Se lo llevaron todo, los sueños, los campos la infancia.
Se lo llevaron todo al bosque
bajo mil lanzas.
Marcaron los pasos del camino con furia.
Y cimentaron la desgracia.
Se lo llevaron todo, dejaron mi cuerpo llorando a la luna.
Como un fruto vacío,
rebosando negrura.
En la oscuridad del tiempo, nadando en las dunas.
Se llevaron todo y robaron la voz del pueblo.
A golpe de cruces, a golpe de odio, a golpe
de miedo.
Se lo llevaron todo pero no pudieron atrapar la inmensidad del mar del cielo.
Se lo llevaron casi todo menos tus manos en mi cuello.
Menos todos los besos
almacenados en invierno.
Se lo llevaron casi todo menos los años eternos.
Respirando sin fragmentar el tiempo.
Se lo llevaron casi todo menos las tardes del otoño.
Menos la amplia primavera palpitando en cada poro.
Menos la amplia primavera palpitando en cada poro.
Se lo llevaron todo y robaron
la voz del pueblo.
A golpe de cruces, a golpe de odio a golpe de miedo.
Se lo llevaron todo pero no pudieron atrapar, pero no pudieron atrapar,
la inmensidad del cielo.
Se lo llevaron todo y robaron la voz del pueblo.
A golpe de cruces, a golpe de odio, a golpe de miedo.
(Gracias a Rubenillo92 por esta letra)

Traduction des paroles

Ils ont tout pris, les rêves, les champs, l'enfance.
Ils ont tout emmené dans la forêt
sous mille Lances.
Ils ont marqué les marches de la route avec fureur.

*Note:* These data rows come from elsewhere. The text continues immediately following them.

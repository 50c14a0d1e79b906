//! End-to-end sends through the HTTP endpoint against a mock server

mod common;

use common::{RecordingSurface, entries, journal};
use httpmock::prelude::*;
use paydesk::endpoint::{ChatEndpoint, ChatError, EndpointReply, HttpChatEndpoint};
use paydesk::panel::{ChatOutcome, ConversationPanel, NETWORK_ERROR_TEXT};
use paydesk::types::{ChatMessage, Role};
use serde_json::json;
use std::net::TcpListener;

fn unreachable_url() -> String {
    let listener = TcpListener::bind("127.0.0.1:0").unwrap();
    let port = listener.local_addr().unwrap().port();
    drop(listener);
    format!("http://127.0.0.1:{port}/api/chat")
}

#[tokio::test]
async fn posts_message_and_renders_reply() {
    let server = MockServer::start();
    let mock = server.mock(|when, then| {
        when.method(POST)
            .path("/api/chat")
            .header("content-type", "application/json")
            .json_body(json!({ "message": "Hello" }));
        then.status(200).json_body(json!({ "response": "Hi there" }));
    });

    let log = journal();
    let surface = RecordingSurface::new("Hello", log.clone());
    let mut panel = ConversationPanel::new(surface, HttpChatEndpoint::new(server.url("/api/chat")));
    let outcome = panel.send_message().await;

    mock.assert();
    assert!(matches!(outcome, Some(ChatOutcome::Replied(_))));
    assert_eq!(
        panel.surface().messages,
        vec![ChatMessage::user("Hello"), ChatMessage::assistant("Hi there")]
    );
    assert!(!panel.surface().busy);
    assert_eq!(entries(&log).last().map(String::as_str), Some("focus"));
}

#[tokio::test]
async fn error_body_on_failure_status_is_shown() {
    let server = MockServer::start();
    server.mock(|when, then| {
        when.method(POST).path("/api/chat");
        then.status(429).json_body(json!({ "error": "rate limited" }));
    });

    let log = journal();
    let surface = RecordingSurface::new("Bad", log.clone());
    let mut panel = ConversationPanel::new(surface, HttpChatEndpoint::new(server.url("/api/chat")));
    panel.send_message().await;

    let messages = &panel.surface().messages;
    assert_eq!(messages.len(), 2);
    assert_eq!(messages[0], ChatMessage::user("Bad"));
    assert_eq!(messages[1].role, Role::System);
    assert_eq!(messages[1].text, "Error: rate limited");
    assert!(messages[1].is_error);
    assert!(!panel.surface().busy);
}

#[tokio::test]
async fn non_json_reply_is_a_network_error() {
    let server = MockServer::start();
    server.mock(|when, then| {
        when.method(POST).path("/api/chat");
        then.status(502).body("<html>Bad Gateway</html>");
    });

    let endpoint = HttpChatEndpoint::new(server.url("/api/chat"));
    assert!(matches!(
        endpoint.send("hi").await,
        Err(ChatError::Decode(_))
    ));

    let log = journal();
    let mut panel = ConversationPanel::new(RecordingSurface::new("hi", log), endpoint);
    panel.send_message().await;
    assert_eq!(
        panel.surface().messages[1],
        ChatMessage::system_error(NETWORK_ERROR_TEXT)
    );
}

#[tokio::test]
async fn unexpected_shape_is_a_network_error() {
    let server = MockServer::start();
    server.mock(|when, then| {
        when.method(POST).path("/api/chat");
        then.status(200).json_body(json!({ "content": "hello" }));
    });

    let endpoint = HttpChatEndpoint::new(server.url("/api/chat"));
    assert!(matches!(
        endpoint.send("hi").await,
        Err(ChatError::MalformedReply(_))
    ));
}

#[tokio::test]
async fn unreachable_endpoint_reports_network_error() {
    let endpoint = HttpChatEndpoint::new(unreachable_url());
    assert!(matches!(
        endpoint.send("hi").await,
        Err(ChatError::Transport(_))
    ));

    let log = journal();
    let surface = RecordingSurface::new("Are you there?", log.clone());
    let mut panel = ConversationPanel::new(surface, endpoint);
    let outcome = panel.send_message().await;

    assert!(matches!(outcome, Some(ChatOutcome::Failed(_))));
    let messages = &panel.surface().messages;
    assert_eq!(messages[0], ChatMessage::user("Are you there?"));
    assert_eq!(messages[1], ChatMessage::system_error(NETWORK_ERROR_TEXT));
    assert!(!panel.surface().busy);
    assert!(entries(&log).contains(&"busy:false".to_string()));
}

#[tokio::test]
async fn structured_reply_is_returned_as_is() {
    let server = MockServer::start();
    server.mock(|when, then| {
        when.method(POST).path("/api/chat");
        then.status(401).json_body(json!({ "error": "Unauthorized" }));
    });

    let endpoint = HttpChatEndpoint::new(server.url("/api/chat"));
    assert_eq!(
        endpoint.send("hi").await.unwrap(),
        EndpointReply::Error("Unauthorized".to_string())
    );
}
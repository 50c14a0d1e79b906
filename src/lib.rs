pub mod config;
pub mod endpoint;
pub mod logging;
pub mod panel;
pub mod preferences;
pub mod render;
pub mod theme;
pub mod types;

#[cfg(feature = "ui")]
pub mod styles;
#[cfg(feature = "ui")]
pub mod ui;
#[cfg(feature = "ui")]
pub mod views;
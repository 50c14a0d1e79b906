pub mod chat;

pub use chat::ChatView;
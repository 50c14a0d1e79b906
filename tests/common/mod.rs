#![allow(dead_code)]

use async_trait::async_trait;
use paydesk::endpoint::{ChatEndpoint, ChatError, ChatResult, EndpointReply};
use paydesk::panel::ConversationSurface;
use paydesk::theme::{ThemeChangeEvent, ThemeSurface};
use paydesk::types::ChatMessage;
use std::sync::{Arc, Mutex};

/// Ordered record of everything the panel and endpoint did.
pub type Journal = Arc<Mutex<Vec<String>>>;

pub fn journal() -> Journal {
    Arc::new(Mutex::new(Vec::new()))
}

pub fn entries(journal: &Journal) -> Vec<String> {
    journal.lock().unwrap().clone()
}

pub struct RecordingSurface {
    pub input: String,
    pub busy: bool,
    pub messages: Vec<ChatMessage>,
    journal: Journal,
}

impl RecordingSurface {
    pub fn new(input: &str, journal: Journal) -> Self {
        Self {
            input: input.to_string(),
            busy: false,
            messages: Vec::new(),
            journal,
        }
    }

    fn log(&self, entry: impl Into<String>) {
        self.journal.lock().unwrap().push(entry.into());
    }
}

impl ConversationSurface for RecordingSurface {
    fn input_text(&self) -> String {
        self.input.clone()
    }

    fn clear_input(&mut self) {
        self.input.clear();
        self.log("clear");
    }

    fn set_busy(&mut self, busy: bool) {
        self.busy = busy;
        self.log(format!("busy:{busy}"));
    }

    fn focus_input(&mut self) {
        self.log("focus");
    }

    fn append_message(&mut self, message: ChatMessage) {
        self.log(format!("append:{}", message.role.label()));
        self.messages.push(message);
    }

    fn scroll_to_bottom(&mut self) {
        self.log("scroll");
    }
}

#[derive(Clone)]
pub enum Script {
    Respond(String),
    Reject(String),
    Offline,
}

pub struct ScriptedEndpoint {
    script: Script,
    journal: Journal,
}

impl ScriptedEndpoint {
    pub fn new(script: Script, journal: Journal) -> Self {
        Self { script, journal }
    }
}

#[async_trait]
impl ChatEndpoint for ScriptedEndpoint {
    async fn send(&self, message: &str) -> ChatResult<EndpointReply> {
        self.journal
            .lock()
            .unwrap()
            .push(format!("request:{message}"));
        match &self.script {
            Script::Respond(text) => Ok(EndpointReply::Response(text.clone())),
            Script::Reject(error) => Ok(EndpointReply::Error(error.clone())),
            Script::Offline => Err(ChatError::new("connection refused")),
        }
    }
}

/// In-memory document for the theme controller.
#[derive(Debug, Default)]
pub struct FakeDocument {
    pub attribute: Option<String>,
    pub has_button: bool,
    /// `None` means the icon element is missing.
    pub icon: Option<String>,
    pub events: Vec<ThemeChangeEvent>,
}

impl FakeDocument {
    pub fn with_toggle() -> Self {
        Self {
            has_button: true,
            icon: Some(String::new()),
            ..Self::default()
        }
    }

    pub fn without_toggle() -> Self {
        Self::default()
    }
}

impl ThemeSurface for FakeDocument {
    fn theme_attribute(&self) -> Option<String> {
        self.attribute.clone()
    }

    fn set_theme_attribute(&mut self, value: Option<&str>) {
        self.attribute = value.map(str::to_string);
    }

    fn has_toggle_button(&self) -> bool {
        self.has_button
    }

    fn has_toggle_icon(&self) -> bool {
        self.icon.is_some()
    }

    fn set_toggle_icon(&mut self, glyph: &str) {
        if let Some(icon) = self.icon.as_mut() {
            *icon = glyph.to_string();
        }
    }

    fn dispatch_theme_change(&mut self, event: ThemeChangeEvent) {
        self.events.push(event);
    }
}
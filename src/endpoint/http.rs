use super::{ChatEndpoint, ChatRequest, ChatResult, EndpointReply, parse_reply};
use async_trait::async_trait;
use reqwest::Client;

/// Posts chat messages to the server's JSON endpoint.
pub struct HttpChatEndpoint {
    client: Client,
    endpoint: String,
}

impl HttpChatEndpoint {
    pub fn new(endpoint: impl Into<String>) -> Self {
        Self::with_client(Client::new(), endpoint)
    }

    pub fn with_client(client: Client, endpoint: impl Into<String>) -> Self {
        Self {
            client,
            endpoint: endpoint.into(),
        }
    }
}

#[async_trait]
impl ChatEndpoint for HttpChatEndpoint {
    async fn send(&self, message: &str) -> ChatResult<EndpointReply> {
        tracing::debug!(endpoint = %self.endpoint, "posting chat message");
        let response = self
            .client
            .post(&self.endpoint)
            .json(&ChatRequest { message })
            .send()
            .await?;

        // The server reports failures as `{ "error" }` bodies on 4xx/5xx,
        // so the body decides the outcome, not the status.
        let status = response.status();
        let body = response.text().await?;
        tracing::debug!(%status, "chat endpoint replied");
        parse_reply(&body)
    }
}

Et ils ont cimenté le malheur.
Ils ont tout pris, laissé mon corps pleurer sur la Lune.
Comme un vide fruits,
noirceur débordante.
Dans l'obscurité du temps, nager dans les dunes.
Ils ont tout pris et volé la voix du peuple.
Au coup de croix, au coup de haine, au coup
peur.
Ils ont tout pris, mais ne pouvaient pas attraper l'immensité de la mer du ciel.
Ils ont pris presque tout sauf vos mains sur mon cou.
Moins tous les baisers
stockée en hiver.
Ils ont emporté presque tout sauf les années éternelles.
Respirer sans fragmenter le temps.
Ils ont emporté presque tout sauf les après-midi d'automne.
Moins le large ressort palpitant dans chaque pore.
Moins le large ressort palpitant dans chaque pore.
Ils ont tout pris et l'ont volé.
La Voix du peuple.
Un coup de croix, un coup de haine, un coup de peur.
Ils ont tout pris mais ils n'ont pas pu attraper, mais ils n'ont pas pu attraper,
l'immensité du ciel.
Ils ont tout pris et volé la voix du peuple.
Un coup de traverse, un coup de haine, un coup de la peur.